Шрифт:
А.П.: – Возможно, потому, что я сам никогда не пел. Если и пропевал свою мелодию, то про себя.
М.Л.: – А бывали у Вас претензии к авторам подтекстовок?
А.П.: – Нет, в основном, я старался себя вести деликатно. Разве что если только текст совсем не ложился на музыку. Это сейчас я уже стал более жестким, а раньше мне было очень трудно отказать.
М.Л.: – Такая уступчивая деликатность, это в Вас мамина или папина черта?
А.П.: – Мамина. Папа ведь у меня был военным врачом, часто бывал не с нами. После войны оставался еще два года в Берлине. С мамой я общался больше и, конечно, больше от нее унаследовал. А папу я не то что боялся, но иногда стеснялся его, что ли.
М.Л.: – А перед кем-нибудь испытывали чувство страха?
А.П.: – Перед преподавателем математики. Однажды у меня в четверти была по алгебре двойка, а по геометрии единица.
Н.К.: – А мне казалось, что математика и музыка не совсем чужды друг другу.
А.П.: – Мне это как-то никогда не пригождалось. Я знаю, что многие композиторы работают по каким-то законам, особенно когда сочиняют полифоническую музыку, например, фуги. Вполне возможно, что это – законы математики. Но я всегда писал больше на ощупь. Для меня до сих пор алгебра и гармония далеко отстоят друг от друга.
Н.К.: – Андрей Павлович, как Вы думаете, почему вообще люди поют? Я недавно прочитал в одной статье, что сейчас люди поют «дай», до этого пели «прости», а еще раньше пели «молюсь». То есть человек в песне соприкасался с некой целостностью и воплощал себя так, как в обыденной жизни воплотиться невозможно. Но это, быть может, слишком романтический взгляд. А вот почему люди после двух-трех рюмок, например, за недоеденным салатом вдруг начинают петь?

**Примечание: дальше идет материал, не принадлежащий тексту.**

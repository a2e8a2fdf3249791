//! Subcommand implementations.
//!
//! Every command writes its result to the given writer as plain text and
//! leaves diagnostics to `tracing`.

pub mod admin;
pub mod session;
pub mod shop;

use std::path::PathBuf;
use std::sync::Arc;

use directories::ProjectDirs;
use shopfront_client::{ApiClient, ApiError, ClientConfig, ConfigError, FileCredentialStore, StoreError};
use thiserror::Error;

/// Overrides where the CLI keeps the session between runs.
pub const CREDENTIALS_PATH_ENV: &str = "SHOPFRONT_CREDENTIALS_PATH";

/// Errors that end a CLI run.
#[derive(Debug, Error)]
pub enum CliError {
    /// The API call failed.
    #[error(transparent)]
    Api(#[from] ApiError),

    /// Environment configuration is invalid.
    #[error("Configuration error: {0}")]
    Config(#[from] ConfigError),

    /// The saved session could not be loaded.
    #[error("Credential store error: {0}")]
    Store(#[from] StoreError),

    /// No platform config directory and no explicit credentials path.
    #[error("No configuration directory found; set {CREDENTIALS_PATH_ENV}")]
    NoConfigDir,

    /// The command needs a session.
    #[error("Not signed in. Run `sf-cli login` first")]
    NotSignedIn,

    /// An argument could not be understood.
    #[error("Invalid argument: {0}")]
    InvalidArgument(String),

    /// Writing to stdout failed.
    #[error("Failed to write output: {0}")]
    Output(#[from] std::io::Error),
}

/// Where the session file lives.
///
/// # Errors
///
/// Returns `CliError::NoConfigDir` if neither the environment override nor
/// a platform config directory is available.
pub fn credentials_path() -> Result<PathBuf, CliError> {
    if let Ok(path) = std::env::var(CREDENTIALS_PATH_ENV)
        && !path.trim().is_empty()
    {
        return Ok(PathBuf::from(path));
    }
    ProjectDirs::from("", "", "shopfront")
        .map(|dirs| dirs.config_dir().join("credentials.json"))
        .ok_or(CliError::NoConfigDir)
}

/// Build a client that keeps its session in the credentials file.
///
/// # Errors
///
/// Returns `CliError` if the configuration is invalid or the session file
/// cannot be read.
pub fn connect() -> Result<ApiClient, CliError> {
    let config = ClientConfig::from_env()?;
    let store = FileCredentialStore::open(credentials_path()?)?;
    tracing::debug!(base_url = %config.base_url, path = %store.path().display(), "Connecting");

    Ok(ApiClient::builder()
        .config(config)
        .credential_store(Arc::new(store))
        .build()?)
}

/// Fail early when a command needs a session and none is stored.
fn require_session(client: &ApiClient) -> Result<(), CliError> {
    if client.is_authenticated() {
        Ok(())
    } else {
        Err(CliError::NotSignedIn)
    }
}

А.П.: – Мне кажется, что чаще всего это происходит в двух случаях. Веселье, разгул – тогда песня лучший способ общения. Или состояние некоторой грусти, томления… Словами это выразить трудно. У меня, например, иногда появляется желание петь, когда я получаю какое-нибудь приятное известие. Это бывает всего несколько звуков, и я сам вдруг ловлю себя на том, что напеваю.
М.Л.: – А в пору своей романтической юности Вы не пробовали писать стихи?
А.П.: – Я пробовал писать прозу. У меня осталось довольно много неоконченных рассказов. В эвакуации я даже принялся издавать журнал, в котором был единственным автором. Там были проза, стихи, юмор, украшенные моими рисунками. У меня ничего не получилось.
Н.К.: – Можно сказать, что Вы стали композитором от несчастья.
А.П.: – Можно сказать и так. (Смеется)
М.Л.: – Тем не менее, вернувшись в Ленинград, Вы сразу поступили в музыкальное училище?
А.П.: – Нет, я попутешествовал еще по разным школам, потому что выяснилось, что уровень преподавания в сибирской школе значительно ниже, чем в ленинградской. С литературой-то у меня было все в порядке, а вот с математикой я сразу облажался и попытался перейти в другую школу в надежде, что там требования пониже.
Ну, пошел со своей скрипкой во Дворец пионеров, играл там год в смешанном оркестре. Но вообще, я не собирался становиться композитором, хотел быть писателем. Узнал, что в Москве есть литературный институт, где этому можно научиться.
Все решил случай. Однажды я попал на фильм «Большой вальс» об Иоганне Штраусе. Это был настоящий шок. Я вышел обалдевший от музыки, от того, как сочиняют на ходу, легко, из пения птиц. Кругом обворожительные женщины, успех, и вся Вена танцует. Вот кем я должен быть! Те час пятнадцать, которые шел фильм, все во мне перевернули. Я решил стать композитором и, не окончив школу, не получив аттестат зрелости, через два года после окончания войны поступил в училище имени Римского-Корсакова. Папа высказал свои опасения, но никаких жестких мер принимать не стал.
М.Л.: – Золотые у Вас родители.
А.П.: – Да, в этом отношении несомненно. А я ведь еще скрыл от них, что после училища можно было поступать только в консерваторию – аттестата об общем образовании оно не давало.
М.Л.: – А много в училище поступало мальчиков?
А.П.: – Да. Были уже совсем взрослые мужчины, демобилизованные, после ранения. Я был самым маленьким. Преподаватели, вероятно, надеялись, что возраст поможет мне догнать остальных.